Showing posts with label society. Show all posts
Showing posts with label society. Show all posts

Thursday, March 09, 2017

Doing the right thing

Listened to a fantastic PoV the other day - there's so much information in the world, it can't be processed, it must be filtered. And with that filter comes bias. And with that bias comes an erosion in the nature absolutes. 
Which means, you can't tell what's the 'right' thing anymore. 

In the past, there were codes, defined and accepted norms of behavior. You knew what you were supposed to do, and so did everyone else. You knew what the consequences of your actions would be.
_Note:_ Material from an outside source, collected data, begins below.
// src/agent/mod.rs
// The agent turn loop: compaction check, deterministic routing, skill and
// plan assembly, streaming tool loop, integrity guards, epilogue.

pub mod guards;
pub mod planner;
pub mod prompt;
pub mod router;

use anyhow::{Result, anyhow};
use futures_util::StreamExt;
use serde::Serialize;
use std::sync::Arc;
use tracing::{debug, info, warn};

use crate::config::LlmConfig;
use crate::llm::{
    ChatMessage, ChatRequest, CounterMode, LlmClient, StreamAccumulator, StreamDelta,
    TokenCounter, TokenUsage, ToolCallInfo,
};
use crate::memory::MemoryManager;
use crate::memory::text::first_sentence;
use crate::resilience::{ResiliencePolicy, ResilientExecutor};
use crate::skills::SkillCatalogue;
use crate::tools::ToolRegistry;

use guards::GuardContext;
use planner::PlanningMode;

/// Tool-call rounds per turn before the loop bails out.
const MAX_TOOL_ROUNDS: usize = 10;
/// History kept after a compaction.
const POST_COMPACTION_HISTORY: usize = 10;
/// Action-promise override retries.
const MAX_PROMISE_RETRIES: usize = 2;

pub type TokenCallback = Arc<dyn Fn(&str) + Send + Sync>;

#[derive(Debug, Clone, Copy, Default)]
pub struct AgentOptions {
    pub planning_mode: PlanningMode,
}

#[derive(Debug, Clone, Serialize)]
pub struct TokenReport {
    pub input: i64,
    pub output: i64,
    /// Estimated context size at the top of the turn
    pub context_tokens: usize,
    pub counter_mode: &'static str,
    pub compacted: bool,
}

#[derive(Debug, Clone)]
pub struct AgentOutcome {
    pub reply: String,
    pub history: Vec<ChatMessage>,
    pub usage: TokenReport,
}

pub struct AgentLoop {
    llm: Arc<dyn LlmClient>,
    executor: ResilientExecutor,
    registry: Arc<ToolRegistry>,
    memory: Arc<MemoryManager>,
    skills: Arc<SkillCatalogue>,
    counter: Arc<dyn TokenCounter>,
    llm_config: LlmConfig,
    persona: String,
}

impl AgentLoop {
    #[allow(clippy::too_many_arguments)]
    pub fn new(
        llm: Arc<dyn LlmClient>,
        policy: ResiliencePolicy,
        registry: Arc<ToolRegistry>,
        memory: Arc<MemoryManager>,
        skills: Arc<SkillCatalogue>,
        counter: Arc<dyn TokenCounter>,
        llm_config: LlmConfig,
        persona: String,
    ) -> Self {
        Self {
            llm,
            executor: ResilientExecutor::new(policy),
            registry,
            memory,
            skills,
            counter,
            llm_config,
            persona,
        }
    }

    pub fn executor(&self) -> &ResilientExecutor {
        &self.executor
    }

    /// One full turn: user message in, final reply and updated history out.
    /// The only error that escapes is an executor-final LLM failure.
    pub async fn run_agent(
        &self,
        user_message: &str,
        mut history: Vec<ChatMessage>,
        on_token: Option<TokenCallback>,
        options: AgentOptions,
    ) -> Result<AgentOutcome> {
        // Step 1: compaction check
        let history_json = serde_json::to_string(&history).unwrap_or_default();
        let context_tokens = self.counter.count(&self.persona)
            + self.counter.count(&history_json)
            + self.counter.count(user_message);
        let mut compacted = false;

        if context_tokens >= self.llm_config.compaction_token_threshold {
            info!(
                "[AGENT] context at {} tokens ({}), compacting",
                context_tokens,
                self.counter.mode().as_str()
            );
            self.memory.flush_before_compaction(&history).await;
            if history.len() > POST_COMPACTION_HISTORY {
                history = history.split_off(history.len() - POST_COMPACTION_HISTORY);
            }
            compacted = true;
        }

        // Step 2: deterministic router — no LLM for unambiguous tool intents
        if let Some(route) = router::route(user_message) {
            debug!("[AGENT] deterministic route -> {}", route.tool);
            let reply = self.registry.dispatch(&route.tool, route.args).await;

            history.push(ChatMessage::user(user_message));
            history.push(ChatMessage::assistant(reply.clone()));
            self.epilogue(user_message, &reply, vec![route.tool]).await;

            return Ok(AgentOutcome {
                reply,
                history,
                usage: TokenReport {
                    input: 0,
                    output: 0,
                    context_tokens,
                    counter_mode: self.counter.mode().as_str(),
                    compacted,
                },
            });
        }

        // Step 3: skill + plan assembly
        let active_skill = self.skills.select(user_message);
        if let Some(skill) = active_skill {
            debug!("[AGENT] active skill: {}", skill.id);
        }
        let plan = if planner::wants_plan(options.planning_mode, user_message) {
            planner::generate_plan(
                &self.llm,
                &self.executor,
                &self.llm_config.model,
                user_message,
            )
            .await
        } else {
            None
        };

        // Step 4: system prompt
        let memory_context = self.memory.bootstrap_context().await;
        let system_prompt = prompt::build_system_prompt(&prompt::PromptParts {
            persona: &self.persona,
            memory_context: &memory_context,
            skills: &self.skills,
            active_skill,
            plan: plan.as_ref(),
            user_text: user_message,
        });

        // Step 5: streaming tool loop
        let mut messages = Vec::with_capacity(history.len() + 2);
        messages.push(ChatMessage::system(system_prompt));
        messages.extend(history.iter().cloned());
        messages.push(ChatMessage::user(user_message));

        let mut tools_used: Vec<String> = Vec::new();
        let mut guard_fired: Vec<String> = Vec::new();
        let mut total_usage = TokenUsage::default();
        let mut promise_retries = 0;
        let mut rounds = 0;

        let final_reply = loop {
            rounds += 1;
            let (content, tool_calls, usage) =
                self.stream_turn(&messages, on_token.clone()).await?;
            total_usage.add(usage);

            if !tool_calls.is_empty() && rounds < MAX_TOOL_ROUNDS {
                messages.push(ChatMessage::assistant_with_tool_calls(
                    content,
                    tool_calls.clone(),
                ));
                for call in tool_calls {
                    let output = self.registry.dispatch_raw(&call.name, &call.arguments).await;
                    tools_used.push(call.name.clone());
                    messages.push(ChatMessage::tool_result(call.id, output));
                }
                continue;
            }
            if rounds >= MAX_TOOL_ROUNDS {
                warn!("[AGENT] tool round limit reached, forcing final reply");
            }

            // Step 6: integrity guards, in order: wallet, realtime rewrite,
            // claims, action-promise retry, plan footer.
            let ctx = GuardContext {
                user_text: user_message,
                tools_used: &tools_used,
                registry: &self.registry,
                llm: &self.llm,
                executor: &self.executor,
                model: &self.llm_config.model,
            };

            let mut reply = guards::wallet_guard(&ctx, content, &mut guard_fired).await;
            reply = guards::realtime_guard(&ctx, reply, &mut guard_fired).await;
            reply = guards::claim_guards(&ctx, reply, &mut guard_fired).await;

            if guards::promises_without_action(&ctx, &guard_fired, &reply)
                && promise_retries < MAX_PROMISE_RETRIES
            {
                promise_retries += 1;
                info!("[AGENT] promise without action, overriding (retry {})", promise_retries);
                messages.push(ChatMessage::assistant(reply));
                messages.push(ChatMessage::user(guards::PROMISE_OVERRIDE));
                continue;
            }

            if let Some(plan) = &plan {
                let activity: Vec<String> =
                    tools_used.iter().chain(guard_fired.iter()).cloned().collect();
                reply = guards::plan_footer(plan, &reply, &activity.join(", "));
            }
            break reply;
        };

        // Step 7: epilogue
        tools_used.extend(guard_fired);
        history.push(ChatMessage::user(user_message));
        history.push(ChatMessage::assistant(final_reply.clone()));
        self.epilogue(user_message, &final_reply, tools_used).await;

        Ok(AgentOutcome {
            reply: final_reply,
            history,
            usage: TokenReport {
                input: total_usage.input,
                output: total_usage.output,
                context_tokens,
                counter_mode: self.counter.mode().as_str(),
                compacted,
            },
        })
    }

    /// One streaming completion, accumulated to (content, tool_calls, usage).
    /// Wrapped in the resilient executor; the final error after retries or a
    /// circuit fast-fail is what callers see as "LLM unavailable".
    async fn stream_turn(
        &self,
        messages: &[ChatMessage],
        on_token: Option<TokenCallback>,
    ) -> Result<(String, Vec<ToolCallInfo>, TokenUsage)> {
        let request = ChatRequest::new(self.llm_config.model.clone(), messages.to_vec())
            .with_tools(self.registry.schemas())
            .with_sampling(self.llm_config.temperature, self.llm_config.max_tokens);
        let llm = self.llm.clone();

        self.executor
            .execute("agent:chat_completion_stream", move || {
                let llm = llm.clone();
                let request = request.clone();
                let on_token = on_token.clone();
                async move {
                    let mut stream = llm.chat_stream(request).await?;
                    let mut acc = StreamAccumulator::new();
                    while let Some(delta) = stream.next().await {
                        let delta = delta?;
                        if let StreamDelta::Content(text) = &delta {
                            if let Some(callback) = &on_token {
                                callback(text);
                            }
                        }
                        acc.push(delta);
                    }
                    Ok(acc.finish())
                }
            })
            .await
            .map_err(|e| anyhow!("LLM unavailable: {}", e))
    }

    /// Turn epilogue: episodic log line now, deterministic extraction in the
    /// background. Extraction failures never reach the caller.
    async fn epilogue(&self, user_message: &str, reply: &str, tools_used: Vec<String>) {
        let summary = format!(
            "Turn: {} -> {}",
            first_sentence(user_message, 80).replace('|', "/"),
            first_sentence(reply, 100).replace('|', "/")
        );
        self.memory.log_episode(&summary).await;

        let memory = self.memory.clone();
        let user = user_message.to_string();
        let reply = reply.to_string();
        tokio::spawn(async move {
            memory.process_turn(&user, &reply, &tools_used).await;
        });
    }

    pub fn counter_mode(&self) -> CounterMode {
        self.counter.mode()
    }

    pub fn model(&self) -> &str {
        &self.llm_config.model
    }

    pub fn context_window(&self) -> usize {
        self.llm_config.context_window
    }
}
If good, you'd want them known, you'd crow about them, and if not, you'd hide them behind closed doors and in the dark of the night. 
If you were caught, you and everyone around knew what was to be done - ridicule, reprimand, punishment, banishment, excommunication, execution. 

Now, it's all suspect. Everything seems to be serving a hidden agenda, or even just an overt one. Everyone is surrounded by people who tell him he's right, and if he isn't, finding the right people to agree with you takes minutes - even if they live on the other side of the planet and need Google Translate to understand you. 
Everyone's in a bubble full of their own farts. 

Knowing this, living this, how can you imagine anything you believe is real? Anyhting you believe is right, someone else things is wrong and vice versa, and they're right there to tell you. 

In the past, there was a 'done' thing, which wasn't necessarily the 'right' thing - by the standards of me, here, now, with my education, culture, class, and social background -

But it stopped you second-guessing. 

There is no right or wrong, and there may never have been. 
But there's always an is, and a not is.

And if it is what it is - how does it matter either way? 

Sunday, June 16, 2013

Crime, Punishment and Belief

It just occurred to me, the whole concept of the death penalty works if the condemned - and the accused, the potential perpetrators - believe in an afterlife of eternal damnation, believe that the human judge on this side mirrors the eventual judgement they will receive and the following punishment. 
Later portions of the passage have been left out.